I watched the first series of the Patridge Family on DVD more recently, as soon as I got a LoveFilm account. I don’t have an account any more but it’s available to stream now on Amazon.
Taking us into the present is David Cassidy’s official Facebook page where I Liked the good stuff, sympathised with the bad and so I knew he was ill, gravely ill in fact. I hoped for a liver transplant. Walter Trout got one in time, maybe David would be the same.
Today I’m having a David Cassidy day. I’ve been listening to his songs this morning whilst making beads in the studio.

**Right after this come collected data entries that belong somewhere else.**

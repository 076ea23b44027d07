//! In-process store behind a single async mutex.
//!
//! A reservation holds the mutex for its whole unit of work, which serializes
//! concurrent placements the same way row locks do in PostgreSQL. Staged
//! stock decrements and order inserts are applied only on commit.

use std::collections::{BTreeMap, HashSet};
use std::sync::Arc;

use async_trait::async_trait;
use chrono::{DateTime, Utc};
use rust_decimal::Decimal;
use tokio::sync::{Mutex, OwnedMutexGuard};

use bookstore_models::{
    BookId, NewOrder, NewUser, Order, OrderId, OrderLine, OrderOwner, OrderStatus, StockItem,
    UserId, UserRecord,
};

use super::{InventoryLedger, OrderStore, PlacementTx, StoreError, UserDirectory};

#[derive(Debug, Clone)]
struct BookRow {
    title: String,
    price: Decimal,
    stock: i32,
}

#[derive(Debug, Clone)]
struct OrderRow {
    owner_id: UserId,
    lines: Vec<OrderLine>,
    total_amount: Decimal,
    status: OrderStatus,
    shipping_address: String,
    created_at: DateTime<Utc>,
}

#[derive(Debug, Default)]
struct MemoryState {
    users: BTreeMap<UserId, UserRecord>,
    books: BTreeMap<BookId, BookRow>,
    orders: BTreeMap<OrderId, OrderRow>,
    last_user_id: i64,
    last_book_id: i64,
    last_order_id: i64,
}

impl MemoryState {
    fn stock_item(&self, book_id: BookId) -> Option<StockItem> {
        self.books.get(&book_id).map(|book| StockItem {
            book_id,
            title: book.title.clone(),
            unit_price: book.price,
            quantity_available: book.stock,
        })
    }

    fn materialize(&self, id: OrderId, row: &OrderRow) -> Order {
        let owner = self.users.get(&row.owner_id);
        Order {
            id,
            owner: OrderOwner {
                id: row.owner_id,
                username: owner.map(|u| u.username.clone()).unwrap_or_default(),
                email: owner.map(|u| u.email.clone()).unwrap_or_default(),
            },
            lines: row.lines.clone(),
            total_amount: row.total_amount,
            status: row.status,
            shipping_address: row.shipping_address.clone(),
            created_at: row.created_at,
        }
    }

    fn newest_first(&self, keep: impl Fn(&OrderRow) -> bool) -> Vec<Order> {
        let mut orders: Vec<Order> = self
            .orders
            .iter()
            .filter(|(_, row)| keep(row))
            .map(|(id, row)| self.materialize(*id, row))
            .collect();
        orders.sort_by(|a, b| b.created_at.cmp(&a.created_at).then(b.id.cmp(&a.id)));
        orders
    }
}

#[derive(Debug, Clone, Default)]
pub struct MemoryStore {
    state: Arc<Mutex<MemoryState>>,
}

impl MemoryStore {
    pub fn new() -> Self {
        Self::default()
    }

    /// Adds a book with its price and initial stock.
    pub async fn add_book(&self, title: &str, price: Decimal, stock: i32) -> BookId {
        let mut state = self.state.lock().await;
        state.last_book_id += 1;
        let id = BookId::new(state.last_book_id);
        state.books.insert(
            id,
            BookRow {
                title: title.to_string(),
                price,
                stock,
            },
        );
        id
    }

    /// Changes the catalog price of a book. Returns `false` if it does not exist.
    pub async fn set_price(&self, book_id: BookId, price: Decimal) -> bool {
        let mut state = self.state.lock().await;
        match state.books.get_mut(&book_id) {
            Some(book) => {
                book.price = price;
                true
            }
            None => false,
        }
    }

    pub async fn order_count(&self) -> usize {
        self.state.lock().await.orders.len()
    }
}

#[async_trait]
impl UserDirectory for MemoryStore {
    async fn find_by_username(&self, username: &str) -> Result<Option<UserRecord>, StoreError> {
        let state = self.state.lock().await;
        Ok(state
            .users
            .values()
            .find(|user| user.username == username)
            .cloned())
    }

    async fn username_exists(&self, username: &str) -> Result<bool, StoreError> {
        let state = self.state.lock().await;
        Ok(state.users.values().any(|user| user.username == username))
    }

    async fn email_exists(&self, email: &str) -> Result<bool, StoreError> {
        let state = self.state.lock().await;
        Ok(state.users.values().any(|user| user.email == email))
    }

    async fn create_user(&self, user: NewUser) -> Result<UserRecord, StoreError> {
        let mut state = self.state.lock().await;
        if state.users.values().any(|u| u.username == user.username) {
            return Err(StoreError::Duplicate("username"));
        }
        if state.users.values().any(|u| u.email == user.email) {
            return Err(StoreError::Duplicate("email"));
        }

        state.last_user_id += 1;
        let record = UserRecord {
            id: UserId::new(state.last_user_id),
            username: user.username,
            email: user.email,
            password_hash: user.password_hash,
            address: user.address,
            age: user.age,
            customer_id: user.customer_id,
            role: user.role,
            created_at: Utc::now(),
        };
        state.users.insert(record.id, record.clone());
        Ok(record)
    }
}

#[async_trait]
impl InventoryLedger for MemoryStore {
    async fn get(&self, book_id: BookId) -> Result<Option<StockItem>, StoreError> {
        Ok(self.state.lock().await.stock_item(book_id))
    }

    async fn begin_reservation(&self) -> Result<Box<dyn PlacementTx>, StoreError> {
        let state = Arc::clone(&self.state).lock_owned().await;
        Ok(Box::new(MemoryPlacement {
            state,
            locked: HashSet::new(),
            reservations: Vec::new(),
            staged_orders: Vec::new(),
        }))
    }
}

struct MemoryPlacement {
    state: OwnedMutexGuard<MemoryState>,
    locked: HashSet<BookId>,
    reservations: Vec<(BookId, i32)>,
    staged_orders: Vec<(OrderId, OrderRow)>,
}

impl MemoryPlacement {
    fn reserved(&self, book_id: BookId) -> i32 {
        self.reservations
            .iter()
            .filter(|(id, _)| *id == book_id)
            .map(|(_, quantity)| quantity)
            .sum()
    }
}

#[async_trait]
impl PlacementTx for MemoryPlacement {
    async fn lock_stock(&mut self, book_ids: &[BookId]) -> Result<Vec<StockItem>, StoreError> {
        let mut items = Vec::with_capacity(book_ids.len());
        for &book_id in book_ids {
            if let Some(item) = self.state.stock_item(book_id) {
                self.locked.insert(book_id);
                items.push(item);
            }
        }
        Ok(items)
    }

    async fn reserve(&mut self, book_id: BookId, quantity: i32) -> Result<(), StoreError> {
        if !self.locked.contains(&book_id) {
            return Err(StoreError::NotLocked(book_id));
        }
        let stock = self.state.books.get(&book_id).map_or(0, |book| book.stock);
        if stock - self.reserved(book_id) < quantity {
            return Err(StoreError::StockUnderflow(book_id));
        }
        self.reservations.push((book_id, quantity));
        Ok(())
    }

    async fn insert_order(&mut self, order: NewOrder) -> Result<Order, StoreError> {
        let id = OrderId::new(self.state.last_order_id + 1 + self.staged_orders.len() as i64);
        let row = OrderRow {
            owner_id: order.owner_id,
            lines: order.lines,
            total_amount: order.total_amount,
            status: order.status,
            shipping_address: order.shipping_address,
            created_at: order.created_at,
        };
        let persisted = self.state.materialize(id, &row);
        self.staged_orders.push((id, row));
        Ok(persisted)
    }

    async fn commit(self: Box<Self>) -> Result<(), StoreError> {
        let MemoryPlacement {
            mut state,
            reservations,
            staged_orders,
            ..
        } = *self;

        for (book_id, quantity) in reservations {
            if let Some(book) = state.books.get_mut(&book_id) {
                book.stock -= quantity;
            }
        }
        for (id, row) in staged_orders {
            state.last_order_id = state.last_order_id.max(id.into_inner());
            state.orders.insert(id, row);
        }
        Ok(())
    }
}

#[async_trait]
impl OrderStore for MemoryStore {
    async fn find_by_id(&self, id: OrderId) -> Result<Option<Order>, StoreError> {
        let state = self.state.lock().await;
        Ok(state.orders.get(&id).map(|row| state.materialize(id, row)))
    }

    async fn find_by_owner(&self, owner: UserId) -> Result<Vec<Order>, StoreError> {
        let state = self.state.lock().await;
        Ok(state.newest_first(|row| row.owner_id == owner))
    }

    async fn find_all(&self) -> Result<Vec<Order>, StoreError> {
        let state = self.state.lock().await;
        Ok(state.newest_first(|_| true))
    }

    async fn update_status(
        &self,
        id: OrderId,
        status: OrderStatus,
    ) -> Result<Option<Order>, StoreError> {
        let mut state = self.state.lock().await;
        let Some(row) = state.orders.get_mut(&id) else {
            return Ok(None);
        };
        row.status = status;
        let row = row.clone();
        Ok(Some(state.materialize(id, &row)))
    }
}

I’m word perfect on them all.
This afternoon, I’ll be watching some Partridge Family episodes whilst sorting beads into sets for my Etsy Shop.

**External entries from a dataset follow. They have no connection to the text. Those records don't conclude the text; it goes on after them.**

//! # Bookstore Config
//!
//! Configuration types for the bookstore API, loaded from environment
//! variables with development-friendly defaults.
//!
//! - [`jwt`]: token signing secret and lifetime
//! - [`cors`]: allowed browser origins
//! - [`server`]: bind address, storage backend and pool sizing
//!
//! # Example
//!
//! ```ignore
//! use bookstore_config::{CorsConfig, JwtConfig, ServerConfig};
//!
//! let jwt_config = JwtConfig::from_env();
//! let cors_config = CorsConfig::from_env();
//! let server_config = ServerConfig::from_env();
//! ```

pub mod cors;
pub mod jwt;
pub mod server;

pub use cors::CorsConfig;
pub use jwt::JwtConfig;
pub use server::{ServerConfig, StoreBackend};

/// Reads an environment variable and parses it, falling back to `default`
/// when the variable is unset or unparsable.
pub(crate) fn env_or<T: std::str::FromStr>(key: &str, default: T) -> T {
    std::env::var(key)
        .ok()
        .and_then(|v| v.trim().parse().ok())
        .unwrap_or(default)
}
//! Order placement and status management.
//!
//! Placement locks every referenced stock row before validating any line,
//! validates lines in the order they were submitted, and only then stages
//! the decrements and the order insert in the same unit of work. Any
//! failure drops the unit of work, which discards everything staged.

use std::collections::HashMap;

use chrono::Utc;
use tracing::{info, instrument, warn};

use bookstore_models::{
    BookId, NewOrder, Order, OrderId, OrderLine, OrderStatus, Principal, StockItem,
};

use crate::metrics::{
    track_order_placed, track_order_placement_failure, track_order_status_update,
};
use crate::store::{InventoryLedger, OrderStore};

use super::error::OrderError;
use super::model::OrderDraft;

pub struct OrderService;

impl OrderService {
    #[instrument(skip_all, fields(user = %principal.username, lines = draft.items.len()))]
    pub async fn place_order(
        inventory: &dyn InventoryLedger,
        principal: &Principal,
        draft: OrderDraft,
    ) -> Result<Order, OrderError> {
        match Self::reserve_and_record(inventory, principal, draft).await {
            Ok(order) => {
                track_order_placed();
                info!(order_id = %order.id, total = %order.total_amount, "Order placed");
                Ok(order)
            }
            Err(err) => {
                track_order_placement_failure(err.reason());
                warn!(reason = err.reason(), error = %err, "Order rejected");
                Err(err)
            }
        }
    }

    async fn reserve_and_record(
        inventory: &dyn InventoryLedger,
        principal: &Principal,
        draft: OrderDraft,
    ) -> Result<Order, OrderError> {
        if draft.items.is_empty() {
            return Err(OrderError::EmptyOrder);
        }

        let mut book_ids: Vec<BookId> = draft.items.iter().map(|line| line.book_id).collect();
        book_ids.sort_unstable();
        book_ids.dedup();

        let mut tx = inventory.begin_reservation().await?;
        let mut stock: HashMap<BookId, StockItem> = tx
            .lock_stock(&book_ids)
            .await?
            .into_iter()
            .map(|item| (item.book_id, item))
            .collect();

        let mut lines = Vec::with_capacity(draft.items.len());
        for requested in &draft.items {
            let item = stock
                .get_mut(&requested.book_id)
                .ok_or(OrderError::BookNotFound(requested.book_id))?;

            if requested.quantity <= 0 {
                return Err(OrderError::InvalidQuantity {
                    book_id: requested.book_id,
                });
            }
            if item.quantity_available < requested.quantity {
                return Err(OrderError::InsufficientStock {
                    book_id: item.book_id,
                    title: item.title.clone(),
                    available: item.quantity_available,
                    requested: requested.quantity,
                });
            }

            // Later lines for the same book see this line's reservation.
            item.quantity_available -= requested.quantity;
            lines.push(OrderLine {
                book_id: item.book_id,
                title: item.title.clone(),
                quantity: requested.quantity,
                unit_price: item.unit_price,
            });
        }

        for line in &lines {
            tx.reserve(line.book_id, line.quantity).await?;
        }

        let order = tx
            .insert_order(NewOrder {
                owner_id: principal.subject_id,
                total_amount: Order::total_of(&lines),
                lines,
                status: OrderStatus::Pending,
                shipping_address: draft.shipping_address.trim().to_string(),
                created_at: Utc::now(),
            })
            .await?;

        tx.commit().await?;
        Ok(order)
    }

    /// Sets an order's status from a client-supplied name (case-insensitive).
    #[instrument(skip(orders))]
    pub async fn update_status(
        orders: &dyn OrderStore,
        id: OrderId,
        raw_status: &str,
    ) -> Result<Order, OrderError> {
        if raw_status.trim().is_empty() {
            return Err(OrderError::MissingField("status"));
        }

        orders
            .find_by_id(id)
            .await?
            .ok_or(OrderError::OrderNotFound(id))?;

        let status: OrderStatus = raw_status.parse().map_err(|_| OrderError::InvalidStatus {
            valid: OrderStatus::valid_values(),
        })?;

        let order = orders
            .update_status(id, status)
            .await?
            .ok_or(OrderError::OrderNotFound(id))?;

        track_order_status_update(status.as_str());
        info!(order_id = %id, status = %status, "Order status updated");
        Ok(order)
    }

    pub async fn list_for(
        orders: &dyn OrderStore,
        principal: &Principal,
    ) -> Result<Vec<Order>, OrderError> {
        Ok(orders.find_by_owner(principal.subject_id).await?)
    }

    pub async fn list_all(orders: &dyn OrderStore) -> Result<Vec<Order>, OrderError> {
        Ok(orders.find_all().await?)
    }

    /// Fetches an order visible to `principal`: its owner or any admin.
    pub async fn get_order(
        orders: &dyn OrderStore,
        principal: &Principal,
        id: OrderId,
    ) -> Result<Order, OrderError> {
        let order = orders
            .find_by_id(id)
            .await?
            .ok_or(OrderError::OrderNotFound(id))?;

        if !principal.is_admin() && !order.is_owned_by(principal.subject_id) {
            return Err(OrderError::NotOwner);
        }
        Ok(order)
    }

    /// Marks an order cancelled. Reserved stock is not returned.
    #[instrument(skip(orders, principal), fields(user = %principal.username))]
    pub async fn cancel_order(
        orders: &dyn OrderStore,
        principal: &Principal,
        id: OrderId,
    ) -> Result<Order, OrderError> {
        Self::get_order(orders, principal, id).await?;

        let order = orders
            .update_status(id, OrderStatus::Cancelled)
            .await?
            .ok_or(OrderError::OrderNotFound(id))?;

        track_order_status_update(OrderStatus::Cancelled.as_str());
        info!(order_id = %id, "Order cancelled");
        Ok(order)
    }
}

This evening I’ll try to find some You Tube tracks from his concerts.
My favourite David Cassidy tracks:
SONG FOR A RAINY DAY
“The worst part is the knowing
That my castle in the sky
Fell apart and it's too late”
The fourth wall in my bedroom during my teenage years had a castle painted on it, right on the top of a high hill as a black silhouette. I did it myself but I can’t remember what inspired it. Possibly this song. It was painted over many years ago after I moved out to get married but I can see it in my mind’s eye quite clearly. We’re in the process of selling the old family home now. Many a day spent in that bedroom daydreaming. I’ll miss it when it goes to another family, I hope they will love it as much as we did.

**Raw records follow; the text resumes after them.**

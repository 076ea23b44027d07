pub mod controller;
pub mod error;
pub mod model;
pub mod router;
pub mod service;

pub use error::OrderError;
pub use model::*;
pub use router::init_orders_router;
pub use service::OrderService;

JUST WANNA MAKE YOU HAPPY. I always call this one Tambourine Man, not cos of the Dylan song but from the opening line. It’s about a busker “I’m just a Tambourine man, a lonely one man street band, so many people near me, won’t someone stop and hear me, street light, shine bright, you are my only spotlight”. Magic.
SOME KIND OF A SUMMER written by the Midnight Man, David Cassidy himself. (Midnight Man is a line from Rock Me Baby). I was always writing stories when I was growing up. If there was a male lead, David was always the hero. I fantasised about being the one singing with him in that gospel choir, watching the northern lights in Minnesota and hitchhiking to California with our wheels on fire.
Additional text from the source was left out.